Saint Zlata of Meglen (Света Великомъченица Злата Мъгленска, Света Великомаченичка Злата Мегленска, Ἁγία Χρυσή; died October 18, 1795) is an 18th-century Eastern Orthodox saint and new martyr.

Zlata was born in the eighteenth century in the village of Slatina, in the province of Meglen (today Chrysi, Greece), to a poor, peasant family with three other daughters. She died on October 18, 1796. The Bulgarian Orthodox Church celebrates her feast day on October 18; the Greek, the Russian, the Serbian and the Macedonian Orthodox churches - on October 13. Her hagiography was written by Nicodemus the Hagiorite.

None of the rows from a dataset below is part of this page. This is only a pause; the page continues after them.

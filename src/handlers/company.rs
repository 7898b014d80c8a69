//! Company handlers: create, list, read, update, delete.

use super::body_to_map;
use crate::error::AppError;
use crate::extractors::SearchParams;
use crate::models::company::{self, Company};
use crate::response::{success_many, success_one, success_one_ok};
use crate::service::RequestValidator;
use crate::state::AppState;
use axum::{
    extract::{Path, State},
    response::IntoResponse,
    Json,
};
use serde_json::{json, Value};

pub async fn create(State(state): State<AppState>, Json(body): Json<Value>) -> Result<impl IntoResponse, AppError> {
    let body = body_to_map(body)?;
    RequestValidator::validate(&body, company::CREATE_RULES)?;
    let row = Company::create(&state.pool, &body).await?;
    Ok(success_one(row))
}

pub async fn list(State(state): State<AppState>, SearchParams(params): SearchParams) -> Result<impl IntoResponse, AppError> {
    let criteria = company::FILTER.parse_query(&params)?;
    let rows = Company::find_all(&state.pool, &criteria).await?;
    Ok(success_many(rows))
}

pub async fn read(State(state): State<AppState>, Path(handle): Path<String>) -> Result<impl IntoResponse, AppError> {
    let row = Company::get(&state.pool, &handle).await?;
    Ok(success_one_ok(row))
}

pub async fn update(
    State(state): State<AppState>,
    Path(handle): Path<String>,
    Json(body): Json<Value>,
) -> Result<impl IntoResponse, AppError> {
    let body = body_to_map(body)?;
    RequestValidator::validate_partial(&body, company::UPDATE_RULES)?;
    let row = Company::update(&state.pool, &handle, &body).await?;
    Ok(success_one_ok(row))
}

pub async fn delete(State(state): State<AppState>, Path(handle): Path<String>) -> Result<impl IntoResponse, AppError> {
    Company::remove(&state.pool, &handle).await?;
    Ok(success_one_ok(json!({ "deleted": handle })))
}
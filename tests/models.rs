//! Model round trips against a live PostgreSQL.
//!
//! Set TEST_DATABASE_URL to a disposable database; the tables are emptied first.
//! Without it every test here is skipped.

use jobly::{ensure_tables, AppError, Company, Job, User};
use serde_json::{json, Map, Value};
use sqlx::postgres::PgPoolOptions;
use sqlx::PgPool;

async fn setup() -> Option<PgPool> {
    let url = std::env::var("TEST_DATABASE_URL").ok()?;
    let pool = PgPoolOptions::new()
        .max_connections(1)
        .connect(&url)
        .await
        .expect("connect to TEST_DATABASE_URL");
    ensure_tables(&pool).await.expect("create tables");
    sqlx::query("TRUNCATE applications, users, jobs, companies RESTART IDENTITY CASCADE")
        .execute(&pool)
        .await
        .expect("truncate");
    Some(pool)
}

fn map(v: Value) -> Map<String, Value> {
    match v {
        Value::Object(m) => m,
        _ => panic!("expected an object"),
    }
}

async fn seed(pool: &PgPool) {
    for (handle, name, n) in [("c1", "C1", 1), ("c2", "C2", 2), ("c3", "C3", 3)] {
        Company::create(
            pool,
            &map(json!({
                "handle": handle,
                "name": name,
                "description": format!("Desc {}", n),
                "numEmployees": n,
                "logoUrl": format!("http://{}.img", handle)
            })),
        )
        .await
        .expect("seed company");
    }
    for (title, salary, equity, handle) in [
        ("dentist", 150000, 0.5, "c1"),
        ("programmer", 100000, 0.2, "c2"),
        ("marketer", 80000, 0.0, "c3"),
    ] {
        Job::create(
            pool,
            &map(json!({"title": title, "salary": salary, "equity": equity, "companyHandle": handle})),
        )
        .await
        .expect("seed job");
    }
    sqlx::query(
        "INSERT INTO users (username, password, first_name, last_name, email) \
         VALUES ('u1', 'x', 'U1F', 'U1L', 'u1@user.com')",
    )
    .execute(pool)
    .await
    .expect("seed user");
}

#[tokio::test]
async fn database_round_trip() {
    let Some(pool) = setup().await else {
        eprintln!("TEST_DATABASE_URL not set; skipping");
        return;
    };
    seed(&pool).await;

    // companies
    let dup = Company::create(
        &pool,
        &map(json!({"handle": "c1", "name": "Other", "description": "d"})),
    )
    .await;
    assert!(matches!(dup, Err(AppError::Conflict(_))));

    let all = Company::find_all(&pool, &Map::new()).await.unwrap();
    assert_eq!(all.len(), 3);

    let some = Company::find_all(&pool, &map(json!({"minEmployees": 2, "maxEmployees": 3})))
        .await
        .unwrap();
    let handles: Vec<&str> = some.iter().map(|c| c["handle"].as_str().unwrap()).collect();
    assert_eq!(handles, vec!["c2", "c3"]);

    let by_name = Company::find_all(&pool, &map(json!({"name": "1"}))).await.unwrap();
    assert_eq!(by_name.len(), 1);
    assert_eq!(by_name[0]["numEmployees"], json!(1));
    assert_eq!(by_name[0]["logoUrl"], json!("http://c1.img"));

    let c1 = Company::get(&pool, "c1").await.unwrap();
    assert_eq!(c1["jobs"].as_array().unwrap().len(), 1);
    assert_eq!(c1["jobs"][0]["title"], json!("dentist"));
    assert_eq!(c1["jobs"][0]["equity"], json!("0.5"));

    let updated = Company::update(&pool, "c1", &map(json!({"name": "New", "numEmployees": 10})))
        .await
        .unwrap();
    assert_eq!(updated["name"], json!("New"));
    assert_eq!(updated["numEmployees"], json!(10));

    let cleared = Company::update(&pool, "c1", &map(json!({"logoUrl": null}))).await.unwrap();
    assert_eq!(cleared["logoUrl"], Value::Null);

    assert!(matches!(
        Company::update(&pool, "nope", &map(json!({"name": "X"}))).await,
        Err(AppError::NotFound(_))
    ));

    // jobs
    let rich = Job::find_all(&pool, &map(json!({"minSalary": 90000, "hasEquity": true})))
        .await
        .unwrap();
    let titles: Vec<&str> = rich.iter().map(|j| j["title"].as_str().unwrap()).collect();
    assert_eq!(titles, vec!["dentist", "programmer"]);
    assert_eq!(rich[0]["companyName"], json!("New"));

    let job = Job::get(&pool, 1).await.unwrap();
    assert_eq!(job["company"]["handle"], json!("c1"));

    let job = Job::update(&pool, 1, &map(json!({"salary": 160000}))).await.unwrap();
    assert_eq!(job["salary"], json!(160000));
    assert_eq!(job["companyHandle"], json!("c1"));

    let orphan = Job::create(&pool, &map(json!({"title": "x", "companyHandle": "missing"}))).await;
    match orphan {
        Err(AppError::NotFound(msg)) => assert_eq!(msg, "no company: missing"),
        other => panic!("expected NotFound, got {:?}", other),
    }

    // users
    let applied = User::apply_to_job(&pool, "u1", 2).await.unwrap();
    assert_eq!(applied, json!({"applied": 2}));
    assert!(matches!(User::apply_to_job(&pool, "u1", 2).await, Err(AppError::Conflict(_))));
    assert!(matches!(User::apply_to_job(&pool, "u1", 99).await, Err(AppError::NotFound(_))));

    let u1 = User::get(&pool, "u1").await.unwrap();
    assert_eq!(u1["jobs"], json!([2]));
    assert!(u1.get("password").is_none());

    let u1 = User::update(&pool, "u1", &map(json!({"firstName": "Aliya", "isAdmin": true})))
        .await
        .unwrap();
    assert_eq!(u1["firstName"], json!("Aliya"));
    assert_eq!(u1["isAdmin"], json!(true));

    // removal
    Job::remove(&pool, 3).await.unwrap();
    assert!(matches!(Job::get(&pool, 3).await, Err(AppError::NotFound(_))));
    Company::remove(&pool, "c2").await.unwrap();
    assert!(matches!(Job::get(&pool, 2).await, Err(AppError::NotFound(_))));
    User::remove(&pool, "u1").await.unwrap();
    assert!(matches!(User::remove(&pool, "u1").await, Err(AppError::NotFound(_))));
}
//! HTTP handlers for companies, jobs and users.

pub mod company;
pub mod job;
pub mod user;

use crate::error::AppError;
use serde_json::{Map, Value};

pub(crate) fn body_to_map(value: Value) -> Result<Map<String, Value>, AppError> {
    match value {
        Value::Object(m) => Ok(m),
        _ => Err(AppError::BadRequest("body must be a JSON object".into())),
    }
}

pub(crate) fn parse_id(id_str: &str) -> Result<i64, AppError> {
    id_str
        .parse()
        .map_err(|_| AppError::BadRequest(format!("invalid id: {}", id_str)))
}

In Bulgaria and North Macedonia Saint Zlata is often depicted as young woman, wearing a traditional folk costume. In Bulgaria, Saint Zlata is patron saint of all Bulgarians living abroad.

==Death==
There was a Turk who saw her while she was gathering wood in the village together with other women. He kidnapped her with the help of his Turkish friends. He then tried to forcefully convert her to Islam and make her marry him, promising her material wealth but the saint firmly rejected. For six months, the Turk and his wives tried to persuade her to marry him and after their unsuccessful attempts they threatened to her parents and sisters to convince her to Turkicize. When the kidnapper saw his schemes could not convince the saint, he locked her up in darkness for three months and started flagellating her every day, cutting her skin and putting an overheated rod through her ears. Her family, under the intimidation of the Turks, tried to dissuade her from suffering but she refused. In the midst of her deep tragedy, she called for her father's spiritual father Timotheus so that he prays for her to Jesus Christ. She was eventually hung on a tree by the Turks and cut to pieces. Her relics were collected by Christians in secret and she was buried. She died in the month of October 1795.

==Churches==
There are several Macedonian churches which carry the name of Saint Zlata of Meglen. In Zagreb, the St. Zlata Meglenska's Church, Zagreb raised for the Macedonian community started being built in 2016 and was put in function and consecrated on 21 May 2023. In Werribee, Australia there is also a church named Zlata Meglenska for the Macedonian community which celebrated its 20th anniversary on 10 October 2017. In Greece, there is the Church of Saint Zlata of Meglen in Aridaia as the only Macedonian Orthodox Church in Greek Macedonia.

==See also==
- List of saints of the Serbian Orthodox Church

==Sources==

- Житие и страдание на Света Великомъченица Злата Мъгленска. (Life and Suffering of Saint Great Martyr Zlata of Maglen)
- Национална библиотека "Св.св. Кирил и Методий"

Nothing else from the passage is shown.